アデライデを抜擢、フォーシーズンズホテルが見据える次世代のラグジュアリー体験とは?

 9月1日に開業を迎える、「フォーシーズンズホテル東京大手町」。その最上階にセレクトショップのアデライデ(ADELAIDE)がキュレートするライフスタイルストア「ザ スパ ブティック バイ アデライデ(THE SPA BOUTIQUE BY ADELAIDE)」がオープンする。“豊かな文化の創造”をビジョンに掲げ次世代のラグジュアリー顧客層を見据えた売り場には、日本の伝統工芸や国内外のクリエイターが生み出した特別な品々がそろう。両者が目指す本物志向のライフスタイル提案と、新しいラグジュアリー体験とは?アンドリュー・デブリト(Andrew De Brito)リージョナル・バイスプレジデント兼 フォーシーズンズホテル大手町 東京 総支配人と、長谷川左希子アデライデ/アディッション アデライデ=ディレクターに話を聞いた。

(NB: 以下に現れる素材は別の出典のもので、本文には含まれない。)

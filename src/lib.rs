//! # cityforge
//!
//! Turns a free-text city description into a costed plan through a chain of
//! generative model calls, optimizes it when it exceeds the budget, and
//! assesses its environmental impact.
//!
//! ## Usage
//!
//! ```bash
//! cityforge plan "a small coastal town with a harbour" [--no-optimize] [--json]
//! cityforge parse saved-output.md
//! cityforge serve --port 9002
//! ```
//!
//! ## Modules
//!
//! - `extract` - Heading-based section extraction and grand total parsing
//! - `generation` - Model client, prompt templates, output schemas and the generation steps
//! - `pipeline` - State machine sequencing the steps, with stale-response protection
//! - `server` - HTTP adapter with per-session pipelines
//! - `cli` - Command line interface
//! - `config` - Configuration file and environment handling
//! - `markup` - Wrapper for model-generated markup that has not been sanitized
//! - `testing` - Mock generation client and canned model output
pub mod app;
pub mod cli;
pub mod config;
pub mod error;
pub mod extract;
pub mod generation;
pub mod markup;
pub mod pipeline;
pub mod server;

pub mod testing;


pub use error::{Error, Result};
//! Application module
//!
//! Command-line process setup: configuration loading, logging, and fatal
//! error reporting.

pub mod config;
pub mod error_handling;
pub mod logging;
pub mod runtime;

pub use config::AppConfig;
pub use error_handling::handle_fatal_error;
pub use logging::init_logging;
pub use runtime::{build_generator, initialize_app};
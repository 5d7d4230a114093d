use crate::generation::GenerationPurpose;
use thiserror::Error;

#[derive(Error, Debug)]
pub enum Error {
    #[error("IO error: {0}")]
    Io(#[from] std::io::Error),

    #[error("Configuration error: {0}")]
    Config(String),

    #[error("Serialization error: {0}")]
    Serialization(#[from] serde_json::Error),

    #[error("TOML error: {0}")]
    Toml(#[from] toml::de::Error),

    #[error("Request error: {0}")]
    Request(#[from] reqwest::Error),

    #[error("Template error: {0}")]
    Template(#[from] tera::Error),

    #[error("External API error: {0}")]
    External(String),

    #[error("Validation error: {0}")]
    Validation(String),

    /// A generation step failed. The message is fixed per purpose; the
    /// underlying cause is logged where the failure is wrapped.
    #[error("{message}")]
    Generation {
        purpose: GenerationPurpose,
        message: String,
    },

    #[error("Invalid transition: {0}")]
    InvalidTransition(String),

    #[error("Not found: {0}")]
    NotFound(String),
}

impl Error {
    /// Wrap a generation failure into the generic error for `purpose`.
    pub fn generation(purpose: GenerationPurpose) -> Self {
        Error::Generation {
            purpose,
            message: purpose.failure_message().to_string(),
        }
    }

    /// Whether the error was caused by bad user input or configuration
    /// rather than a runtime failure.
    pub fn is_user_error(&self) -> bool {
        matches!(
            self,
            Error::Config(_) | Error::Toml(_) | Error::Validation(_) | Error::InvalidTransition(_)
        )
    }
}

pub type Result<T> = std::result::Result<T, Error>;
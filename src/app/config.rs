//! Application configuration
//!
//! Process-level settings from the command line, as opposed to the
//! planner settings loaded from the config file.

use std::path::PathBuf;

#[derive(Debug, Clone, Default)]
pub struct AppConfig {
    /// Verbosity level for logging
    pub verbose: u8,
    /// Config file given with `--config`
    pub config_path: Option<PathBuf>,
    /// Log filter from the config file or `CITYFORGE_LOG_LEVEL`
    pub log_filter: Option<String>,
}

impl AppConfig {
    pub fn new(verbose: u8) -> Self {
        Self {
            verbose,
            ..Self::default()
        }
    }

    pub fn with_config_path(mut self, path: Option<PathBuf>) -> Self {
        self.config_path = path;
        self
    }

    pub fn with_log_filter(mut self, filter: Option<String>) -> Self {
        self.log_filter = filter;
        self
    }

    /// Get the log filter based on verbosity. An explicit `-v` wins over the
    /// configured filter.
    pub fn log_level(&self) -> String {
        match (self.verbose, &self.log_filter) {
            (0, Some(filter)) => filter.clone(),
            (0, None) => "info".to_string(),
            (1, _) => "debug".to_string(),
            (2, _) => "trace".to_string(),
            _ => "trace,hyper=debug,tower=debug".to_string(),
        }
    }
}
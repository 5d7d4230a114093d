//! `cityforge parse`
//!
//! Runs the text extractor on saved model output without calling the model.

use crate::extract::{parse_final_blueprint, parse_grand_total, parse_initial_plan};
use crate::generation::prompt::format_inr;
use crate::pipeline::{exceeds_budget, BUDGET_LIMIT};
use anyhow::{Context, Result};
use serde_json::json;
use std::path::Path;

pub async fn run_parse_command(file: &Path, final_blueprint: bool, json: bool) -> Result<()> {
    let text = tokio::fs::read_to_string(file)
        .await
        .with_context(|| format!("Failed to read {}", file.display()))?;

    let output = if final_blueprint {
        parse_final(&text, json)?
    } else {
        parse_plan(&text, json)?
    };
    print!("{output}");
    Ok(())
}

fn parse_plan(text: &str, json: bool) -> Result<String> {
    let plan = parse_initial_plan(text);
    let grand_total = parse_grand_total(&plan.costing);
    let over_budget = exceeds_budget(grand_total);

    if json {
        let value = json!({
            "plan": plan,
            "grandTotal": grand_total,
            "budgetLimit": BUDGET_LIMIT,
            "overBudget": over_budget,
        });
        return Ok(format!("{}\n", serde_json::to_string_pretty(&value)?));
    }

    Ok(format!(
        "## Raw Materials\n{}\n\n## Cost Estimate\n{}\n\n## ASCII Blueprint\n{}\n\n## SVG Blueprint\n{}\n\nGrand total: ₹{} ({})\n",
        plan.raw_materials,
        plan.costing,
        plan.ascii_blueprint,
        plan.svg_blueprint.as_unsanitized_str(),
        format_inr(grand_total),
        if over_budget { "over budget" } else { "within budget" },
    ))
}

fn parse_final(text: &str, json: bool) -> Result<String> {
    let blueprint = parse_final_blueprint(text);
    if json {
        return Ok(format!("{}\n", serde_json::to_string_pretty(&blueprint)?));
    }
    Ok(format!(
        "## Final Blueprint\n{}\n\n## Plan Comparison\n{}\n",
        blueprint.blueprint, blueprint.comparison
    ))
}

 「開業計画を進めるにあたり、退屈なものとなっているホテルのリテールを改革したかった。次世代を見据えたこのホテルにはもっと現代のライフスタイルに寄り沿える売り場が必要だと感じていました」と話すデブリト総支配人。協力者となるリテーラー探しを始め、三井不動産を介してアデライデに行き着いたのは緊急事態宣言渦中の5月ごろだったという。「ちょうど、私たちも3年前からライフスタイル提案のプロジェクトを水面化で考えていましたから、とてもありがたいお話でした」と長谷川ディレクター。「アデライデの持つアパレル、リテールの知識などを全て包み隠さず伝えることから始めました」と、わずか4カ月という短期間ながらも互いの理念やビジョンに共通項を見出せたこと、そしてお互いが透明性を持って取り組めたことが信頼関係につながったようだ。

 丸の内に続き都内2軒目のフォーシーズンズが出店する大手町は、東京のグローバル企業が拠点を置くビジネス街であると同時に、皇居を中心に緑が広がるエリアだ。ライフスタイルショップを擁する39階からは、そういった絶景が360度見渡すことができる。ラウンジがある同フロアには、「ピニェート(PIGNETO)」や「エスト(est)」、「ヴェルテュ(VIRTU)」という 3軒のレストランと、ライフスタイルショップを併設したスパを一つのフロアに集めた。デブリト総支配人が“ソーシャルスペース”と銘打つフォーシーズンズにとっては革新的なこのフロアを通して、宿泊客だけではなく、来館者に向けてもシームレスな体験を提供していくという。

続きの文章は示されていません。